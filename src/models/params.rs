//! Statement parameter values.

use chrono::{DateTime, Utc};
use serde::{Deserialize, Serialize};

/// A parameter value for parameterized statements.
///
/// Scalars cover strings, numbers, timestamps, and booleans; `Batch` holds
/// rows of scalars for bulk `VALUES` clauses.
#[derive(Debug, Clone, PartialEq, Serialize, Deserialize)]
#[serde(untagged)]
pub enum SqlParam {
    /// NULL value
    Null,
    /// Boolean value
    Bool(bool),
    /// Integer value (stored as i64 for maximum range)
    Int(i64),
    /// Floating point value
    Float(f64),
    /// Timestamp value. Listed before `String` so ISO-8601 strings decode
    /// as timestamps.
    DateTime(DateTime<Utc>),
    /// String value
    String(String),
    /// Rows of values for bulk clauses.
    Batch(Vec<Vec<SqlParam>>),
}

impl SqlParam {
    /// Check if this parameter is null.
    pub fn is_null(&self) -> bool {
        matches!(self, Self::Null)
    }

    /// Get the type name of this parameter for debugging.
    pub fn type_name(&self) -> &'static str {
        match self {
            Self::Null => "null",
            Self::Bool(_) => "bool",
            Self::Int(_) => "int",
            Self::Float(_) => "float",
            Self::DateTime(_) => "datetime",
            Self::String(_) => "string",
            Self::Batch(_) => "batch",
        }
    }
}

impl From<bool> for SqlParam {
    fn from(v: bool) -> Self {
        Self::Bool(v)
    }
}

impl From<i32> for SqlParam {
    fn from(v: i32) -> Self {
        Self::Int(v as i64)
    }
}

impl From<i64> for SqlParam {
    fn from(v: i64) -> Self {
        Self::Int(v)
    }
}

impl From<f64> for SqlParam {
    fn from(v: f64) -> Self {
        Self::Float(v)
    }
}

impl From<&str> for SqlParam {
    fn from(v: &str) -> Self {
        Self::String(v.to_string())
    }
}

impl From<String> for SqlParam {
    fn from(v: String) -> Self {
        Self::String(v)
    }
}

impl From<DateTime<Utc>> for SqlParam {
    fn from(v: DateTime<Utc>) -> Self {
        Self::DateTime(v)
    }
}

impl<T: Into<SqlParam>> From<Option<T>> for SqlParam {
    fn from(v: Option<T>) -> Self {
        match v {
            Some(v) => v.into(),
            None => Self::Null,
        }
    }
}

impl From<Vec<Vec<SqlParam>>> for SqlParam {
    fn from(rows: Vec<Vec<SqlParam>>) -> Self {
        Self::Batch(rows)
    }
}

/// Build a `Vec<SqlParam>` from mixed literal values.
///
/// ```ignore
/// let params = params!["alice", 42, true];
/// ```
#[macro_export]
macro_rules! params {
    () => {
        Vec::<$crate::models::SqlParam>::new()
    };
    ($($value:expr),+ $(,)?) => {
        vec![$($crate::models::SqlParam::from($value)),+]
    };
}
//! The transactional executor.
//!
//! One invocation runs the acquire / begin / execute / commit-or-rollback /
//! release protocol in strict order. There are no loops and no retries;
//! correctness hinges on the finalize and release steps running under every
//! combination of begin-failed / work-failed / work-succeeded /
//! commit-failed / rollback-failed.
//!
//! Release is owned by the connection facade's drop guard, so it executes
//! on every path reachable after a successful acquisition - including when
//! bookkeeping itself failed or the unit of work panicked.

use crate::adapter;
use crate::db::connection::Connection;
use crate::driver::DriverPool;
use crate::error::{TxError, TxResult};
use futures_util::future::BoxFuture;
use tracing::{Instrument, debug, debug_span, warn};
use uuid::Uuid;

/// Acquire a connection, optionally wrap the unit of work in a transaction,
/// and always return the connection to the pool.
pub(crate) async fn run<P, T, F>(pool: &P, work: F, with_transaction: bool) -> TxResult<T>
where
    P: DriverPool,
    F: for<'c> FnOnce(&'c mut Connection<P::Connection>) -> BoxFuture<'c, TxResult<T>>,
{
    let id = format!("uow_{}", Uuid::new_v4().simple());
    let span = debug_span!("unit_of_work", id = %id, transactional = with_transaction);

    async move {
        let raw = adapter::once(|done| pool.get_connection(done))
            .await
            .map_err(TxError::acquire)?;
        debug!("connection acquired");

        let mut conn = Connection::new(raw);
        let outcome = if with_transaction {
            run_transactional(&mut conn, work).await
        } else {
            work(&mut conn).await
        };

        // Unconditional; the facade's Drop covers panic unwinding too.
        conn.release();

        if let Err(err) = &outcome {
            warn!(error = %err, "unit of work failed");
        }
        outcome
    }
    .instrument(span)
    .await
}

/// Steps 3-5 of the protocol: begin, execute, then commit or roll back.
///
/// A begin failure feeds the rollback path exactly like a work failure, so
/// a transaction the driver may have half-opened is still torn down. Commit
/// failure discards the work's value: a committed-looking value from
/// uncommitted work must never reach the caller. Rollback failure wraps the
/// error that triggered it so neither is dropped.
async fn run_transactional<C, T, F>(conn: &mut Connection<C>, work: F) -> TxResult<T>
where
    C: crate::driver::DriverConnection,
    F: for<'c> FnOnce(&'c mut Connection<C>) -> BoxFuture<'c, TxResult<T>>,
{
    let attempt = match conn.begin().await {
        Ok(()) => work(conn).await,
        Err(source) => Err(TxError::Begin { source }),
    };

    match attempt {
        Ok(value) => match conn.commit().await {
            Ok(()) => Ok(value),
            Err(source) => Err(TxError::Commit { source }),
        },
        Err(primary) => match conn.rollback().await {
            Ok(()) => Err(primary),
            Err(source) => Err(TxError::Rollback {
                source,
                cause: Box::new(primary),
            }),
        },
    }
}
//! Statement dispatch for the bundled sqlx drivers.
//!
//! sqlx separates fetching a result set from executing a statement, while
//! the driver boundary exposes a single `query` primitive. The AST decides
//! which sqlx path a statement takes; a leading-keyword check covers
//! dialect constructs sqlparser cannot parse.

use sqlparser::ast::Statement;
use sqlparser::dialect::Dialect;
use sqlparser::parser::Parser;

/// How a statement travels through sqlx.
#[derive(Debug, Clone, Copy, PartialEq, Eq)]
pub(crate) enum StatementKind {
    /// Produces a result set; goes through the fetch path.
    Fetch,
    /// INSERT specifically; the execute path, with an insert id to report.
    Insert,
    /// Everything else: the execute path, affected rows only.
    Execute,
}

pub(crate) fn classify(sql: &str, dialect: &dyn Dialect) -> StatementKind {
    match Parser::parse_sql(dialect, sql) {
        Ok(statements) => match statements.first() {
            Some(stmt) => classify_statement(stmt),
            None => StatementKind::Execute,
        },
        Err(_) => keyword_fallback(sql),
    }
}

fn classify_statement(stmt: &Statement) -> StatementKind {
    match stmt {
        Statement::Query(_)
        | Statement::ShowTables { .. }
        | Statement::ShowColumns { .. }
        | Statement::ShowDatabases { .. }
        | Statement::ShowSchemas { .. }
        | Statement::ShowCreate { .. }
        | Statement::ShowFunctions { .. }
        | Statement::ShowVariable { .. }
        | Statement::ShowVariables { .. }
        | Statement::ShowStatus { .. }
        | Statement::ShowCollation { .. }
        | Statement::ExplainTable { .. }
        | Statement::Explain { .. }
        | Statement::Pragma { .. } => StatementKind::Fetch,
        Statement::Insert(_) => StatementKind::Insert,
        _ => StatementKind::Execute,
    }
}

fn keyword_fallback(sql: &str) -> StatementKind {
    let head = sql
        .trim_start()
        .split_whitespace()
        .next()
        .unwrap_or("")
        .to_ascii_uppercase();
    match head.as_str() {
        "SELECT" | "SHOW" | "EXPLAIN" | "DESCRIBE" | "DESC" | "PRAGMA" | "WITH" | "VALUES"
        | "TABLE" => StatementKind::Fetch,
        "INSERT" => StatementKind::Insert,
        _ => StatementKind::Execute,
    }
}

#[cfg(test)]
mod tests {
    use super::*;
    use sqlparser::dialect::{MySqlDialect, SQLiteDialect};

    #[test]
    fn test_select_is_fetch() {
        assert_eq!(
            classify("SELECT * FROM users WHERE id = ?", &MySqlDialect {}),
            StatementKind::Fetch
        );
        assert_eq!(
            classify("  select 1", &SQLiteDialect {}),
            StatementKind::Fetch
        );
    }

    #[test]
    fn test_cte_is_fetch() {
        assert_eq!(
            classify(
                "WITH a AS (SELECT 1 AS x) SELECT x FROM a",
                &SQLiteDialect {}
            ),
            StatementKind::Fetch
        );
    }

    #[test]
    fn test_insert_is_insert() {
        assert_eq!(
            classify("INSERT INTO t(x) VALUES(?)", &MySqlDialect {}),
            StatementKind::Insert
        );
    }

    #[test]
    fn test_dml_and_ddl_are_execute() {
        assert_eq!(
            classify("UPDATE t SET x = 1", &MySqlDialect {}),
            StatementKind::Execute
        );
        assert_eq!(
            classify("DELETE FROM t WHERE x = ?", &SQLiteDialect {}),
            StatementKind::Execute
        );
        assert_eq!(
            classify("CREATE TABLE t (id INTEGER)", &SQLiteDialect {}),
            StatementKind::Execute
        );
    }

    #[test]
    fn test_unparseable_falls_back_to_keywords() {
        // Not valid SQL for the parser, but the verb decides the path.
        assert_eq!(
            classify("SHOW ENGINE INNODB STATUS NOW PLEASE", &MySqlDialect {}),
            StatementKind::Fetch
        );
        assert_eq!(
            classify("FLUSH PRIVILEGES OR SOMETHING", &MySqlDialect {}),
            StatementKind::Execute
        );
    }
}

◆ ◆ ◆

*Exercise prompt*
From the entries above, show each line that includes the string "facade".

*The completed task*
//! Release is owned by the connection facade's drop guard, so it executes
        // Unconditional; the facade's Drop covers panic unwinding too.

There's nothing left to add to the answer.